Most of you will probably be more familiar with the story of Nana, well this is the story of her mother Gervaise, though we do see the how Nana became the character she did through the last few chapters of The Drinking Den (L'Assomoir).
We start the book full of hope, along with Gervaise, that her ambition for a business of her own and her dislike of the drinking culture already evident in the Parisian working-class suburbs, will take her away from that kind of life. But the subsequent journey we take with her and her useless husband Coupeau deep into the hideous depths of poverty, is depressingly believable. This, after all, is a common story, it happens everyday, still.
Though a hugely tragic story, Zola's supreme style of writing, lends it some very funny dark humour, and cutting translations of French colloquial phrasings.
But it's the passages of extreme tragedy that will stick with you for a long long time, and I'm really struggling to remember anything equal to the sheer horror of the story of the young child Lalie's life and demise. I won't give anything away, but suffice to say, whilst reading it in bed, I absolutely wept. In fact I almost couldn't read it, it was a real struggle to persevere with.

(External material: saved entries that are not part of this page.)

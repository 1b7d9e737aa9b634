//! # resilient-cache
//!
//! A fail-open, tag-aware caching layer between application services and a
//! key-value store.
//!
//! ## Features
//!
//! - **Fail-Open:** A missing, failed or slow store degrades to cache misses, never to errors
//! - **Tag Invalidation:** Register keys under tags and drop whole groups at once
//! - **Read-Through:** `wrap` memoizes any async producer, with single-flight on concurrent misses
//! - **Backend Agnostic:** In-memory and Redis backends behind one `CacheBackend` trait
//! - **Explicit State:** Each cache owns its backend and availability state, no globals
//!
//! ## Quick Start
//!
//! ```ignore
//! use resilient_cache::{Cache, CacheKeyBuilder, SetOptions, backend::InMemoryBackend};
//!
//! #[derive(Clone, Serialize, Deserialize)]
//! struct Story {
//!     id: u64,
//!     title: String,
//! }
//!
//! let cache = Cache::connect(InMemoryBackend::new()).await;
//!
//! let key = CacheKeyBuilder::entity("story", 7);
//! let story: Story = cache
//!     .wrap(&key, SetOptions::new().with_tag("stories"), || async {
//!         repository.find_story(7).await
//!     })
//!     .await?;
//!
//! // After an edit:
//! cache.invalidate_tag("stories").await;
//! ```
//!
//! With Redis (feature `redis`), build from configuration; an unset
//! `REDIS_URL` yields a permanently disabled cache:
//!
//! ```ignore
//! let cache = Cache::from_config(&CacheConfig::from_env()).await;
//! ```

#[macro_use]
extern crate log;

pub mod availability;
pub mod backend;
pub mod builder;
pub mod cache;
pub mod config;
pub mod entity;
pub mod error;
pub mod key;
pub mod memoize;
pub mod observability;
pub mod serialization;
pub mod strategy;
pub mod tags;

// Re-exports for convenience
pub use availability::AvailabilityState;
pub use backend::CacheBackend;
pub use builder::{CacheBuilder, SetOptions};
pub use cache::Cache;
pub use config::{CacheConfig, ReconnectPolicy};
pub use entity::CacheEntity;
pub use error::{Error, Result};
pub use key::CacheKeyBuilder;
pub use strategy::CacheStrategy;

/// Library version
pub const VERSION: &str = env!("CARGO_PKG_VERSION");
//! Builders for caches and for individual writes.

use crate::availability::AvailabilityMonitor;
use crate::backend::CacheBackend;
use crate::cache::Cache;
use crate::config::{CacheConfig, ReconnectPolicy, DEFAULT_COMMAND_TIMEOUT};
use crate::observability::{CacheMetrics, NoOpMetrics, TtlPolicy};
use std::time::Duration;

#[cfg(feature = "redis")]
use crate::backend::RedisBackend;

/// Options for a single `set` or `wrap`.
///
/// # Example
///
/// ```
/// use resilient_cache::SetOptions;
/// use std::time::Duration;
///
/// let options = SetOptions::new()
///     .with_ttl(Duration::from_secs(300))
///     .with_tag("stories")
///     .with_tag("story:7");
/// assert_eq!(options.tags.len(), 2);
/// ```
#[derive(Debug, Clone, Default, PartialEq, Eq)]
pub struct SetOptions {
    /// `None` defers to the cache's TTL policy (one hour by default).
    pub ttl: Option<Duration>,
    pub tags: Vec<String>,
}

impl SetOptions {
    pub fn new() -> Self {
        Self::default()
    }

    /// Override the TTL for this write.
    pub fn with_ttl(mut self, ttl: Duration) -> Self {
        self.ttl = Some(ttl);
        self
    }

    /// Register the key under one more tag.
    pub fn with_tag(mut self, tag: impl Into<String>) -> Self {
        self.tags.push(tag.into());
        self
    }

    /// Register the key under several tags.
    pub fn with_tags<I, S>(mut self, tags: I) -> Self
    where
        I: IntoIterator<Item = S>,
        S: Into<String>,
    {
        self.tags.extend(tags.into_iter().map(Into::into));
        self
    }
}

/// Fluent builder for a [`Cache`].
///
/// # Example
///
/// ```ignore
/// use resilient_cache::{CacheBuilder, backend::InMemoryBackend, observability::StatsMetrics};
/// use std::time::Duration;
///
/// let stats = StatsMetrics::new();
/// let cache = CacheBuilder::new()
///     .with_metrics(stats.clone())
///     .with_command_timeout(Duration::from_millis(500))
///     .connect(InMemoryBackend::new())
///     .await;
/// assert!(cache.is_enabled());
/// ```
pub struct CacheBuilder {
    metrics: Box<dyn CacheMetrics>,
    ttl_policy: TtlPolicy,
    command_timeout: Duration,
    reconnect: ReconnectPolicy,
}

impl Default for CacheBuilder {
    fn default() -> Self {
        Self::new()
    }
}

impl CacheBuilder {
    pub fn new() -> Self {
        CacheBuilder {
            metrics: Box::new(NoOpMetrics),
            ttl_policy: TtlPolicy::default(),
            command_timeout: DEFAULT_COMMAND_TIMEOUT,
            reconnect: ReconnectPolicy::Never,
        }
    }

    /// Builder carrying the timeout and reconnect settings of `config`.
    pub fn from_config(config: &CacheConfig) -> Self {
        Self::new()
            .with_command_timeout(config.command_timeout)
            .with_reconnect(config.reconnect)
    }

    /// Set custom metrics handler.
    pub fn with_metrics(mut self, metrics: impl CacheMetrics + 'static) -> Self {
        self.metrics = Box::new(metrics);
        self
    }

    /// Set custom TTL policy.
    pub fn with_ttl_policy(mut self, policy: TtlPolicy) -> Self {
        self.ttl_policy = policy;
        self
    }

    /// Bound every backing-store call.
    pub fn with_command_timeout(mut self, timeout: Duration) -> Self {
        self.command_timeout = timeout;
        self
    }

    pub fn with_reconnect(mut self, policy: ReconnectPolicy) -> Self {
        self.reconnect = policy;
        self
    }

    /// A cache with no backing store. Every operation returns its safe default.
    pub fn disabled<B: CacheBackend>(self) -> Cache<B> {
        self.assemble(None, AvailabilityMonitor::disabled())
    }

    /// Attach `backend` and run the connection handshake.
    ///
    /// Never fails: a failed handshake yields a cache in the `Failed` state,
    /// which behaves like a disabled one.
    pub async fn connect<B: CacheBackend>(self, backend: B) -> Cache<B> {
        let cache = self.assemble(Some(backend), AvailabilityMonitor::connecting());
        cache.handshake().await;
        cache
    }

    /// Build a Redis-backed cache from configuration.
    ///
    /// No URL configured → `Disabled`. An unusable URL or a failed handshake
    /// → `Failed`.
    #[cfg(feature = "redis")]
    pub async fn connect_redis(self, config: &CacheConfig) -> Cache<RedisBackend> {
        if !config.is_enabled() {
            return self.disabled();
        }

        match RedisBackend::from_config(config) {
            Ok(backend) => self.connect(backend).await,
            Err(e) => {
                let cache = self.assemble(None, AvailabilityMonitor::connecting());
                cache.connection_lost(&e.to_string());
                cache
            }
        }
    }

    fn assemble<B: CacheBackend>(
        self,
        backend: Option<B>,
        monitor: AvailabilityMonitor,
    ) -> Cache<B> {
        Cache::from_parts(
            backend,
            monitor,
            self.metrics,
            self.ttl_policy,
            self.command_timeout,
            self.reconnect,
        )
    }
}
//! Metrics hooks and TTL policy.

use crate::config::DEFAULT_TTL;
use std::collections::HashMap;
use std::sync::atomic::{AtomicU64, Ordering};
use std::sync::Arc;
use std::time::Duration;

/// Receives cache events. Implementations must be cheap; they run inline.
pub trait CacheMetrics: Send + Sync {
    fn record_hit(&self, key: &str, elapsed: Duration);
    fn record_miss(&self, key: &str, elapsed: Duration);
    fn record_set(&self, _key: &str) {}
    /// Any recovered failure: store error, timeout, encode/decode failure.
    fn record_error(&self, key: &str, error: &str);
}

/// Discards every event.
#[derive(Debug, Clone, Copy, Default)]
pub struct NoOpMetrics;

impl CacheMetrics for NoOpMetrics {
    fn record_hit(&self, _key: &str, _elapsed: Duration) {}
    fn record_miss(&self, _key: &str, _elapsed: Duration) {}
    fn record_error(&self, _key: &str, _error: &str) {}
}

/// Point-in-time counter values.
#[derive(Debug, Clone, Copy, Default, PartialEq, Eq)]
pub struct StatsSnapshot {
    pub hits: u64,
    pub misses: u64,
    pub sets: u64,
    pub errors: u64,
}

impl StatsSnapshot {
    /// Hits over lookups, 0.0 before the first lookup.
    pub fn hit_rate(&self) -> f64 {
        let lookups = self.hits + self.misses;
        if lookups == 0 {
            0.0
        } else {
            self.hits as f64 / lookups as f64
        }
    }
}

#[derive(Debug, Default)]
struct Counters {
    hits: AtomicU64,
    misses: AtomicU64,
    sets: AtomicU64,
    errors: AtomicU64,
}

/// Counting metrics. Clones share counters, so one clone can be handed to
/// the cache and another kept for reading.
#[derive(Debug, Clone, Default)]
pub struct StatsMetrics {
    counters: Arc<Counters>,
}

impl StatsMetrics {
    pub fn new() -> Self {
        Self::default()
    }

    pub fn snapshot(&self) -> StatsSnapshot {
        StatsSnapshot {
            hits: self.counters.hits.load(Ordering::Relaxed),
            misses: self.counters.misses.load(Ordering::Relaxed),
            sets: self.counters.sets.load(Ordering::Relaxed),
            errors: self.counters.errors.load(Ordering::Relaxed),
        }
    }
}

impl CacheMetrics for StatsMetrics {
    fn record_hit(&self, _key: &str, _elapsed: Duration) {
        self.counters.hits.fetch_add(1, Ordering::Relaxed);
    }

    fn record_miss(&self, _key: &str, _elapsed: Duration) {
        self.counters.misses.fetch_add(1, Ordering::Relaxed);
    }

    fn record_set(&self, _key: &str) {
        self.counters.sets.fetch_add(1, Ordering::Relaxed);
    }

    fn record_error(&self, _key: &str, _error: &str) {
        self.counters.errors.fetch_add(1, Ordering::Relaxed);
    }
}

/// TTL applied by `set` when the caller does not pass one.
#[derive(Debug, Clone, PartialEq, Eq)]
pub enum TtlPolicy {
    /// Same TTL for every key.
    Fixed(Duration),
    /// TTL chosen by key prefix (the part before the first `:`).
    PerPrefix {
        default: Duration,
        overrides: HashMap<String, Duration>,
    },
}

impl Default for TtlPolicy {
    fn default() -> Self {
        TtlPolicy::Fixed(DEFAULT_TTL)
    }
}

impl TtlPolicy {
    /// Start a per-prefix policy with the given fallback.
    pub fn per_prefix(default: Duration) -> Self {
        TtlPolicy::PerPrefix {
            default,
            overrides: HashMap::new(),
        }
    }

    /// Add a prefix override. A `Fixed` policy becomes `PerPrefix` with the
    /// fixed TTL as its fallback.
    pub fn with_prefix(self, prefix: impl Into<String>, ttl: Duration) -> Self {
        let (default, mut overrides) = match self {
            TtlPolicy::Fixed(default) => (default, HashMap::new()),
            TtlPolicy::PerPrefix { default, overrides } => (default, overrides),
        };
        overrides.insert(prefix.into(), ttl);
        TtlPolicy::PerPrefix { default, overrides }
    }

    /// TTL for a cache key.
    pub fn ttl_for(&self, key: &str) -> Duration {
        match self {
            TtlPolicy::Fixed(ttl) => *ttl,
            TtlPolicy::PerPrefix { default, overrides } => {
                let prefix = key.split(':').next().unwrap_or(key);
                overrides.get(prefix).copied().unwrap_or(*default)
            }
        }
    }
}

#[cfg(test)]
mod tests {
    use super::*;

    #[test]
    fn test_default_policy_is_one_hour() {
        assert_eq!(
            TtlPolicy::default().ttl_for("story:1"),
            Duration::from_secs(3600)
        );
    }

    #[test]
    fn test_per_prefix_policy() {
        let policy = TtlPolicy::per_prefix(Duration::from_secs(60))
            .with_prefix("story", Duration::from_secs(600));

        assert_eq!(policy.ttl_for("story:42"), Duration::from_secs(600));
        assert_eq!(policy.ttl_for("story"), Duration::from_secs(600));
        assert_eq!(policy.ttl_for("user:1"), Duration::from_secs(60));
    }

    #[test]
    fn test_fixed_policy_upgrades_to_per_prefix() {
        let policy = TtlPolicy::Fixed(Duration::from_secs(30))
            .with_prefix("stories", Duration::from_secs(5));

        assert_eq!(policy.ttl_for("stories:{}"), Duration::from_secs(5));
        assert_eq!(policy.ttl_for("story:1"), Duration::from_secs(30));
    }

    #[test]
    fn test_stats_metrics_shared_between_clones() {
        let metrics = StatsMetrics::new();
        let handle = metrics.clone();

        metrics.record_hit("a", Duration::ZERO);
        metrics.record_miss("b", Duration::ZERO);
        metrics.record_miss("c", Duration::ZERO);
        metrics.record_set("b");
        metrics.record_error("d", "boom");

        let snapshot = handle.snapshot();
        assert_eq!(
            snapshot,
            StatsSnapshot {
                hits: 1,
                misses: 2,
                sets: 1,
                errors: 1
            }
        );
        assert!((snapshot.hit_rate() - 1.0 / 3.0).abs() < f64::EPSILON);
        assert_eq!(StatsSnapshot::default().hit_rate(), 0.0);
    }
}
fn class_contains(class: &[char], c: char) -> bool {
    let (negated, class) = match class.split_first() {
        Some(('^', rest)) => (true, rest),
        _ => (false, class),
    };

    let mut found = false;
    let mut i = 0;
    while i < class.len() {
        let current = if class[i] == '\\' && i + 1 < class.len() {
            i += 1;
            class[i]
        } else {
            class[i]
        };

        if i + 2 < class.len() && class[i + 1] == '-' {
            let (lo, hi) = (current.min(class[i + 2]), current.max(class[i + 2]));
            found |= (lo..=hi).contains(&c);
            i += 3;
        } else {
            found |= current == c;
            i += 1;
        }
    }

    found != negated
}

#[cfg(test)]
mod tests {
    use super::*;
    use proptest::prelude::*;

    fn keys(names: &[&str]) -> Vec<String> {
        names.iter().map(|s| s.to_string()).collect()
    }

    #[tokio::test]
    async fn test_set_get_delete() {
        let backend = InMemoryBackend::new();
        backend
            .set("story:1", "\"one\"", Duration::from_secs(60))
            .await
            .expect("set");

        assert_eq!(
            backend.get("story:1").await.expect("get"),
            Some("\"one\"".to_string())
        );
        assert!(backend.exists("story:1").await.expect("exists"));

        let removed = backend
            .delete(&keys(&["story:1", "story:2"]))
            .await
            .expect("delete");
        assert_eq!(removed, 1);
        assert_eq!(backend.get("story:1").await.expect("get"), None);
    }

    #[tokio::test(start_paused = true)]
    async fn test_entries_expire() {
        let backend = InMemoryBackend::new();
        backend
            .set("short", "1", Duration::from_secs(5))
            .await
            .expect("set");
        assert_eq!(backend.ttl("short"), Some(Duration::from_secs(5)));

        tokio::time::advance(Duration::from_secs(6)).await;

        assert_eq!(backend.get("short").await.expect("get"), None);
        assert!(!backend.exists("short").await.expect("exists"));
        assert!(backend.is_empty());
    }

    #[tokio::test(start_paused = true)]
    async fn test_expire_refreshes_ttl() {
        let backend = InMemoryBackend::new();
        backend
            .set("k", "1", Duration::from_secs(5))
            .await
            .expect("set");

        assert!(backend
            .expire("k", Duration::from_secs(100))
            .await
            .expect("expire"));
        tokio::time::advance(Duration::from_secs(10)).await;
        assert!(backend.exists("k").await.expect("exists"));

        assert!(!backend
            .expire("missing", Duration::from_secs(1))
            .await
            .expect("expire"));
    }

    #[tokio::test]
    async fn test_sets() {
        let backend = InMemoryBackend::new();
        let added = backend
            .add_members("tag:news", &keys(&["a", "b", "a"]))
            .await
            .expect("sadd");
        assert_eq!(added, 2);

        assert_eq!(
            backend.members("tag:news").await.expect("smembers"),
            keys(&["a", "b"])
        );
        assert!(backend
            .members("tag:absent")
            .await
            .expect("smembers")
            .is_empty());
    }

    #[tokio::test]
    async fn test_wrong_type_is_backend_error() {
        let backend = InMemoryBackend::new();
        backend
            .set("plain", "1", Duration::from_secs(60))
            .await
            .expect("set");

        let err = backend
            .add_members("plain", &keys(&["x"]))
            .await
            .expect_err("string is not a set");
        assert!(matches!(err, Error::BackendError(_)));
    }

    #[tokio::test]
    async fn test_keys_and_flush() {
        let backend = InMemoryBackend::new();
        for key in ["story:1", "story:2", "user:1"] {
            backend
                .set(key, "1", Duration::from_secs(60))
                .await
                .expect("set");
        }

        assert_eq!(
            backend.keys("story:*").await.expect("keys"),
            keys(&["story:1", "story:2"])
        );

        backend.flush().await.expect("flush");
        assert!(backend.keys("*").await.expect("keys").is_empty());
    }

    #[test]
    fn test_glob_match() {
        assert!(glob_match("story:*", "story:1"));
        assert!(glob_match("story:*", "story:"));
        assert!(!glob_match("story:*", "stories:1"));
        assert!(glob_match("h?llo", "hello"));
        assert!(!glob_match("h?llo", "hllo"));
        assert!(glob_match("h[ae]llo", "hallo"));
        assert!(!glob_match("h[ae]llo", "hillo"));
        assert!(glob_match("h[^e]llo", "hallo"));
        assert!(!glob_match("h[^e]llo", "hello"));
        assert!(glob_match("h[a-c]llo", "hbllo"));
        assert!(glob_match("literal\\*", "literal*"));
        assert!(!glob_match("literal\\*", "literally"));
        assert!(glob_match("*", ""));
        assert!(glob_match("a*b*c", "aXXbYYc"));
        assert!(!glob_match("a*b*c", "aXXbYY"));
        assert!(glob_match("*c", "abcbc"));
        assert!(glob_match("[unterminated", "[unterminated"));
        assert!(glob_match("[]x]", "]"));
        assert!(glob_match("trailing\\", "trailing\\"));
    }

    #[test]
    fn test_glob_match_does_not_backtrack_exponentially() {
        let key = "a".repeat(40);
        let started = std::time::Instant::now();

        assert!(!glob_match("*a*a*a*a*a*a*a*a*ab", &key));
        assert!(glob_match("*a*a*a*a*a*a*a*a*a", &key));
        assert!(started.elapsed() < Duration::from_secs(1));
    }

    #[tokio::test]
    async fn test_keys_with_many_stars() {
        let backend = InMemoryBackend::new();
        backend
            .set(&"a".repeat(40), "1", Duration::from_secs(60))
            .await
            .expect("set");

        assert!(backend
            .keys("*a*a*a*a*a*a*a*a*ab")
            .await
            .expect("keys")
            .is_empty());
        assert_eq!(backend.keys("*a*a*a").await.expect("keys").len(), 1);
    }

    #[tokio::test(start_paused = true)]
    async fn test_ttl_is_at_least_one_second() {
        let backend = InMemoryBackend::new();
        backend
            .set("zero", "1", Duration::ZERO)
            .await
            .expect("set");
        assert_eq!(backend.ttl("zero"), Some(Duration::from_secs(1)));
        assert!(backend.exists("zero").await.expect("exists"));

        backend
            .set("fraction", "1", Duration::from_millis(2500))
            .await
            .expect("set");
        assert_eq!(backend.ttl("fraction"), Some(Duration::from_secs(2)));

        assert!(backend
            .expire("zero", Duration::ZERO)
            .await
            .expect("expire"));
        assert_eq!(backend.ttl("zero"), Some(Duration::from_secs(1)));
    }

    proptest! {
        #[test]
        fn prop_plain_keys_match_themselves(key in "[a-z0-9:_]{0,24}") {
            prop_assert!(glob_match(&key, &key));
            let prefix_pattern = format!("{}*", key);
            let extended = format!("{}:suffix", key);
            prop_assert!(glob_match(&prefix_pattern, &extended));
        }
    }
}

As part of our human nature, we don't want to believe that poverty of the depth of Gervaise's story actually exists, and even whilst reading about it, I tried to distance myself from it. Thinking, ah well, this is just an extreme fictional example of poverty. But by the end of the book, you can't help but to realise this isn't entirely fictional, people have and do live like that.
It's a hard read, but one which will stay with you forever.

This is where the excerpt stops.